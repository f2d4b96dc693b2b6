//! Revision events and the append-only arrays that hold them.
//!
//! Every mutation of a spec or impl produces exactly one [`RevisionEvent`]
//! describing the fields it changed. Events live in the row's own `updates`
//! (specs) or `history` (impls) array; the array position is the
//! authoritative order, even when two timestamps coincide.

use std::collections::BTreeMap;

use chrono::{DateTime, Utc};
use serde::{Deserialize, Serialize};
use serde_json::{Value, json};
use sha2::{Digest, Sha256};

use crate::{
  Error, Result,
  implementation::{Impl, ImplPatch},
  spec::{Spec, SpecPatch},
};

// ─── Events ──────────────────────────────────────────────────────────────────

/// The `{before, after}` pair for one changed field.
#[derive(Debug, Clone, PartialEq, Serialize, Deserialize)]
pub struct FieldChange {
  pub before: Value,
  pub after:  Value,
}

/// One immutable entry in a row's history array.
#[derive(Debug, Clone, PartialEq, Serialize, Deserialize)]
pub struct RevisionEvent {
  pub timestamp:      DateTime<Utc>,
  pub actor:          String,
  pub changed_fields: BTreeMap<String, FieldChange>,
  #[serde(default, skip_serializing_if = "Option::is_none")]
  pub reason:         Option<String>,
}

// ─── History ─────────────────────────────────────────────────────────────────

/// An append-only sequence of revision events.
///
/// There is deliberately no way to obtain a mutable reference to a stored
/// event; the only mutation is [`History::append`].
#[derive(Debug, Clone, Default, PartialEq, Serialize, Deserialize)]
#[serde(transparent)]
pub struct History(Vec<RevisionEvent>);

impl History {
  pub fn new() -> Self { Self::default() }

  pub fn append(&mut self, event: RevisionEvent) { self.0.push(event); }

  pub fn entries(&self) -> &[RevisionEvent] { &self.0 }

  pub fn len(&self) -> usize { self.0.len() }

  pub fn is_empty(&self) -> bool { self.0.is_empty() }

  pub fn last(&self) -> Option<&RevisionEvent> { self.0.last() }

  /// Checks that `self` is `stored` with exactly one event appended.
  ///
  /// Backends call this before persisting so that a past entry can never be
  /// rewritten or dropped by a write.
  pub fn ensure_appends_one(&self, stored: &History, field: &str) -> Result<()> {
    if self.0.len() != stored.0.len() + 1 || self.0[..stored.0.len()] != stored.0[..] {
      return Err(Error::invariant(
        field,
        format!(
          "history must extend the stored {} entries by exactly one",
          stored.0.len()
        ),
      ));
    }
    Ok(())
  }
}

// ─── Large-body policy ───────────────────────────────────────────────────────

/// Controls how `content` and `code` bodies are captured in events.
#[derive(Debug, Clone, Copy, Default, PartialEq, Eq, Serialize, Deserialize)]
pub struct HistoryPolicy {
  /// Bodies longer than this many bytes are recorded as a content hash.
  /// `None` always stores full bodies.
  pub hash_bodies_over: Option<usize>,
}

impl HistoryPolicy {
  /// Snapshot a text body for an event.
  pub fn body_snapshot(&self, body: &str) -> Value {
    match self.hash_bodies_over {
      Some(limit) if body.len() > limit => content_hash(body),
      _ => Value::String(body.to_owned()),
    }
  }
}

/// Stable content fingerprint: `{"sha256": <hex>, "bytes": <len>}`.
pub fn content_hash(body: &str) -> Value {
  let digest = Sha256::digest(body.as_bytes());
  json!({ "sha256": hex::encode(digest), "bytes": body.len() })
}

// ─── Change tracking ─────────────────────────────────────────────────────────

/// Accumulates the field changes a patch produces against a current row.
#[derive(Debug, Default)]
struct ChangeSet {
  fields: BTreeMap<String, FieldChange>,
}

impl ChangeSet {
  /// Apply `next` to `slot` if it differs, recording the change.
  fn track<T>(&mut self, name: &str, slot: &mut T, next: Option<&T>) -> Result<()>
  where
    T: Clone + PartialEq + Serialize,
  {
    match next {
      Some(next) if *next != *slot => {
        let before = serde_json::to_value(&*slot)?;
        let after = serde_json::to_value(next)?;
        *slot = next.clone();
        self.fields.insert(name.to_owned(), FieldChange { before, after });
      }
      _ => {}
    }
    Ok(())
  }

  /// Like [`ChangeSet::track`] for large text bodies subject to the policy.
  fn track_body(
    &mut self,
    policy: &HistoryPolicy,
    name: &str,
    slot: &mut String,
    next: Option<&String>,
  ) {
    if let Some(next) = next
      && *next != *slot
    {
      let before = policy.body_snapshot(slot);
      let after = policy.body_snapshot(next);
      *slot = next.clone();
      self.fields.insert(name.to_owned(), FieldChange { before, after });
    }
  }

  fn into_event(
    self,
    actor: &str,
    reason: Option<&String>,
    now: DateTime<Utc>,
  ) -> Option<RevisionEvent> {
    (!self.fields.is_empty()).then(|| RevisionEvent {
      timestamp:      now,
      actor:          actor.to_owned(),
      changed_fields: self.fields,
      reason:         reason.cloned(),
    })
  }
}

// ─── Recorder ────────────────────────────────────────────────────────────────

/// Computes the next state of a row plus the event describing the change.
#[derive(Debug, Clone, Copy, Default)]
pub struct Recorder {
  pub policy: HistoryPolicy,
}

impl Recorder {
  pub fn new(policy: HistoryPolicy) -> Self { Self { policy } }

  /// Apply `patch` to `current`. Returns `None` when the patch leaves every
  /// field unchanged; otherwise the updated spec with one event appended to
  /// `updates`.
  pub fn record_spec(
    &self,
    current: &Spec,
    patch: &SpecPatch,
    actor: &str,
    now: DateTime<Utc>,
  ) -> Result<Option<Spec>> {
    let mut next = current.clone();
    let mut changes = ChangeSet::default();

    changes.track_body(&self.policy, "content", &mut next.content, patch.content.as_ref());
    changes.track("tags", &mut next.tags, patch.tags.as_ref())?;
    changes.track("issue", &mut next.issue, patch.issue.as_ref())?;

    let Some(event) = changes.into_event(actor, patch.reason.as_ref(), now) else {
      return Ok(None);
    };
    next.updates.append(event);
    next.updated_at = now;
    Ok(Some(next))
  }

  /// Apply `patch` to `current`. Returns `None` for a no-op patch; otherwise
  /// the updated impl with one event appended to `history`.
  pub fn record_impl(
    &self,
    current: &Impl,
    patch: &ImplPatch,
    actor: &str,
    now: DateTime<Utc>,
  ) -> Result<Option<Impl>> {
    let mut next = current.clone();
    let mut changes = ChangeSet::default();

    changes.track("spec_id", &mut next.spec_id, patch.spec_id.as_ref())?;
    changes.track("library_id", &mut next.library_id, patch.library_id.as_ref())?;
    changes.track_body(&self.policy, "code", &mut next.code, patch.code.as_ref());
    changes.track("quality_score", &mut next.quality_score, patch.quality_score.as_ref())?;
    changes.track(
      "review_image_description",
      &mut next.review_image_description,
      patch.review_image_description.as_ref(),
    )?;
    changes.track(
      "review_criteria_checklist",
      &mut next.review_criteria_checklist,
      patch.review_criteria_checklist.as_ref(),
    )?;
    changes.track("review_verdict", &mut next.review_verdict, patch.review_verdict.as_ref())?;
    changes.track("impl_tags", &mut next.impl_tags, patch.impl_tags.as_ref())?;

    let Some(event) = changes.into_event(actor, patch.reason.as_ref(), now) else {
      return Ok(None);
    };
    next.history.append(event);
    next.updated_at = now;
    Ok(Some(next))
  }
}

▶ **Work instruction**: Every line in the data that holds "otherwise" should be copied out.

▶ **Answer to this task**:
  /// field unchanged; otherwise the updated spec with one event appended to
  /// Apply `patch` to `current`. Returns `None` for a no-op patch; otherwise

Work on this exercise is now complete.